Dr. Nisha Sharma, Director of Breast Screening and Clinical Lead for Breast Imaging at Leeds Teaching Hospital NHS Trust, gave a poster presentation on the ‘Role of AI in Breast Screening’ at The Royal Australian and New Zealand College of Radiologists’ New Zealand 2021 Annual Scientific Meeting.
Dr. Sharma’s poster presentation at RANZCR New Zealand’s 2021 Annual Scientific Meeting focused on a retrospective study on the impact of an artificial intelligence solution as a reader in a national breast screening programme.
In the study, three Breast Screening Centres provided anonymised mammograms for this IRB-approved study. The original human-reading opinions and outcomes at assessment for recalled cases with pathology were obtained from the National Breast Screening information system. The mammograms used were a random sample from the entire data set, which had not been used for algorithm development or training. The AI algorithm’s opinion (normal or cancer) was paired with the opinion of the first human reader to simulate double reading. Sensitivity, specificity and discordant opinion rate were calculated.
- 40,588 mammograms were reviewed.
- All were read by two human readers with 1,216/40,588 (3%) having a discordant opinion requiring arbitration.
- Overall, 40,230 had a normal outcome and 358 were biopsy-proven cancers.
- The overall recall rate was 4%, with a cancer detection rate of 8.5 per 1000.
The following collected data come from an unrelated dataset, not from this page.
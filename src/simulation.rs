//! Host-side driver: frame stepping, run/pause, sampling, reset

use tracing::{debug, warn};

use crate::config::{Planet, SimulationSettings};
use crate::pendulum::{BobPositions, TriplePendulum};
use crate::sampling::{self, Dimension, Sample, SampleLog, SampleRange};

/// A running pendulum with its sample log
///
/// Single-owner: every method takes `&mut self`, which is the only
/// synchronization the kernel needs.
#[derive(Debug, Clone)]
pub struct Simulation {
    pendulum: TriplePendulum,
    settings: SimulationSettings,
    log: SampleLog,
    running: bool,
    frames: u64,
    diverged: bool,
}

impl Simulation {
    /// Build from settings; seeded when `settings.seed` is set
    pub fn new(settings: SimulationSettings) -> Self {
        let pendulum = TriplePendulum::from_seed(settings.gravity, settings.seed);
        Self::with_pendulum(pendulum, settings)
    }

    /// Build around an existing pendulum; its gravity is kept
    pub fn with_pendulum(pendulum: TriplePendulum, mut settings: SimulationSettings) -> Self {
        settings.gravity = pendulum.gravity();
        Self {
            pendulum,
            settings,
            log: SampleLog::new(),
            running: true,
            frames: 0,
            diverged: false,
        }
    }

    pub fn pendulum(&self) -> &TriplePendulum {
        &self.pendulum
    }

    pub fn settings(&self) -> &SimulationSettings {
        &self.settings
    }

    pub fn log(&self) -> &SampleLog {
        &self.log
    }

    /// Frames advanced while running since construction or the last reset
    pub fn frames(&self) -> u64 {
        self.frames
    }

    /// Advance one frame (`substeps` steps of `dt`) if running
    ///
    /// Returns the positions to draw, which are current whether or not the
    /// simulation moved.
    pub fn advance_frame(&mut self) -> BobPositions {
        if self.running {
            self.pendulum
                .advance(self.settings.dt, self.settings.substeps);
            self.frames += 1;

            if !self.diverged && !self.pendulum.state().is_finite() {
                self.diverged = true;
                warn!(
                    frame = self.frames,
                    dt = self.settings.dt,
                    gravity = self.pendulum.gravity(),
                    "pendulum state is no longer finite"
                );
            }
        }
        self.pendulum.positions()
    }

    pub fn is_running(&self) -> bool {
        self.running
    }

    pub fn set_running(&mut self, running: bool) {
        self.running = running;
    }

    /// Flip between running and paused; returns the new state
    pub fn toggle_running(&mut self) -> bool {
        self.running = !self.running;
        debug!(running = self.running, "toggled");
        self.running
    }

    pub fn set_gravity(&mut self, gravity: f64) {
        debug!(gravity, "gravity changed");
        self.settings.gravity = gravity;
        self.pendulum.set_gravity(gravity);
    }

    pub fn set_planet(&mut self, planet: Planet) {
        debug!(planet = planet.label(), "planet selected");
        self.set_gravity(planet.gravity());
    }

    /// Change step size and substep count for the following frames
    pub fn set_timing(&mut self, dt: f64, substeps: usize) {
        self.settings.dt = dt;
        self.settings.substeps = substeps;
    }

    pub fn set_dimension(&mut self, dimension: Dimension) {
        self.settings.dimension = dimension;
    }

    pub fn set_range(&mut self, range: SampleRange) {
        self.settings.range_min = range.min;
        self.settings.range_max = range.max;
    }

    /// Sample with the configured dimension and range, and log it
    pub fn draw_sample(&mut self) -> Sample {
        self.draw_sample_with(self.settings.dimension, self.settings.range())
    }

    /// Sample with an explicit dimension and range, and log it
    pub fn draw_sample_with(&mut self, dimension: Dimension, range: SampleRange) -> Sample {
        let sample = sampling::sample(&self.pendulum.positions(), dimension, range);
        debug!(%sample, dimension = dimension.as_str(), "sample drawn");
        self.log.push(sample);
        sample
    }

    /// Fresh random angles, zero velocities, empty log
    pub fn reset(&mut self) {
        self.pendulum.reset();
        self.log.clear();
        self.frames = 0;
        self.diverged = false;
        debug!(theta = ?self.pendulum.state().theta, "reset");
    }
}
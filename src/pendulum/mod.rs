//! Triple pendulum kernel
//!
//! - [`PendulumState`]: angles, velocities, gravity, arm lengths
//! - [`dynamics`]: equations of motion and the closed-form 3×3 solve
//! - [`Integrator`]: RK4 step plus angle wrapping
//! - [`BobPositions`]: forward kinematics
//! - [`TriplePendulum`]: all of the above plus the random source used for
//!   initial conditions

pub mod dynamics;
mod integrator;
mod kinematics;
mod state;

pub use integrator::Integrator;
pub use kinematics::BobPositions;
pub use state::PendulumState;

use rand::rngs::StdRng;
use rand::SeedableRng;

/// A pendulum together with its integrator and random source
///
/// The random source only feeds initial conditions ([`TriplePendulum::reset`]);
/// the motion itself is deterministic.
#[derive(Debug, Clone)]
pub struct TriplePendulum {
    state: PendulumState,
    integrator: Integrator,
    rng: StdRng,
}

impl TriplePendulum {
    /// Random initial angles from an entropy-seeded generator
    pub fn new(gravity: f64) -> Self {
        Self::with_rng(gravity, StdRng::from_entropy())
    }

    /// Random initial angles from a seeded generator (reproducible)
    pub fn with_seed(gravity: f64, seed: u64) -> Self {
        Self::with_rng(gravity, StdRng::seed_from_u64(seed))
    }

    /// Seeded when `seed` is given, entropy-seeded otherwise
    pub fn from_seed(gravity: f64, seed: Option<u64>) -> Self {
        match seed {
            Some(s) => Self::with_seed(gravity, s),
            None => Self::new(gravity),
        }
    }

    /// Random initial angles from a caller-supplied generator
    pub fn with_rng(gravity: f64, mut rng: StdRng) -> Self {
        let state = PendulumState::random(gravity, &mut rng);
        Self {
            state,
            integrator: Integrator::new(),
            rng,
        }
    }

    /// Start from an explicit state; later resets draw from entropy
    pub fn from_state(state: PendulumState) -> Self {
        Self {
            state,
            integrator: Integrator::new(),
            rng: StdRng::from_entropy(),
        }
    }

    pub fn state(&self) -> &PendulumState {
        &self.state
    }

    pub fn gravity(&self) -> f64 {
        self.state.gravity()
    }

    pub fn set_gravity(&mut self, gravity: f64) {
        self.state.set_gravity(gravity);
    }

    /// Advance one RK4 step of size `dt`
    pub fn step(&mut self, dt: f64) {
        self.integrator.step(&mut self.state, dt);
    }

    /// Advance `substeps` RK4 steps of size `dt`
    pub fn advance(&mut self, dt: f64, substeps: usize) {
        self.integrator.advance(&mut self.state, dt, substeps);
    }

    /// New random angles, zero velocities; gravity and lengths unchanged
    pub fn reset(&mut self) {
        self.state.reset(&mut self.rng);
    }

    /// Current bob positions
    pub fn positions(&self) -> BobPositions {
        BobPositions::project(&self.state.theta, self.state.lengths())
    }
}
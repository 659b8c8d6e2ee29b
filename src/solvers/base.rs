//! Base solver traits

/// Fixed-step explicit solver over a state of compile-time size `N`
///
/// The right-hand side writes the derivative of its first argument into
/// the second one, so implementations can evaluate every stage into
/// buffers they own instead of allocating.
pub trait ExplicitSolver<const N: usize> {
    /// Advance `state` in place by exactly `dt`
    fn step<F>(&mut self, f: F, state: &mut [f64; N], dt: f64)
    where
        F: FnMut(&[f64; N], &mut [f64; N]);

    /// Order of the method
    fn order(&self) -> usize;

    /// Number of stages (right-hand side evaluations per step)
    fn stages(&self) -> usize;
}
- When the AI algorithm was applied as the second reader to this test set, there was consensus in 33,255 (81.9%) of the reads to either recall or not recall the cases.
- This meant that 7,333 (18.1%) of reads were discordant between the first human reader and the AI algorithm.
- The AI algorithm had a sensitivity of 85.5% and specificity of 87.2% compared with the first human reader with a sensitivity of 89.4% and specificity 96%.
- Combining the AI algorithm with reader 1 gave a sensitivity of 95.0% and specificity of 96.9%, cancer detection rate of 8.4 per 1000 and recall rate of 4%.
Using an AI algorithm to replace the second human reader would have allowed 81.9% of the women to obtain a definitive diagnosis of normal or abnormal. Only 18.1% of cases would need the input of an additional human reader, providing a feasible solution to combat the workforce crisis within breast imaging.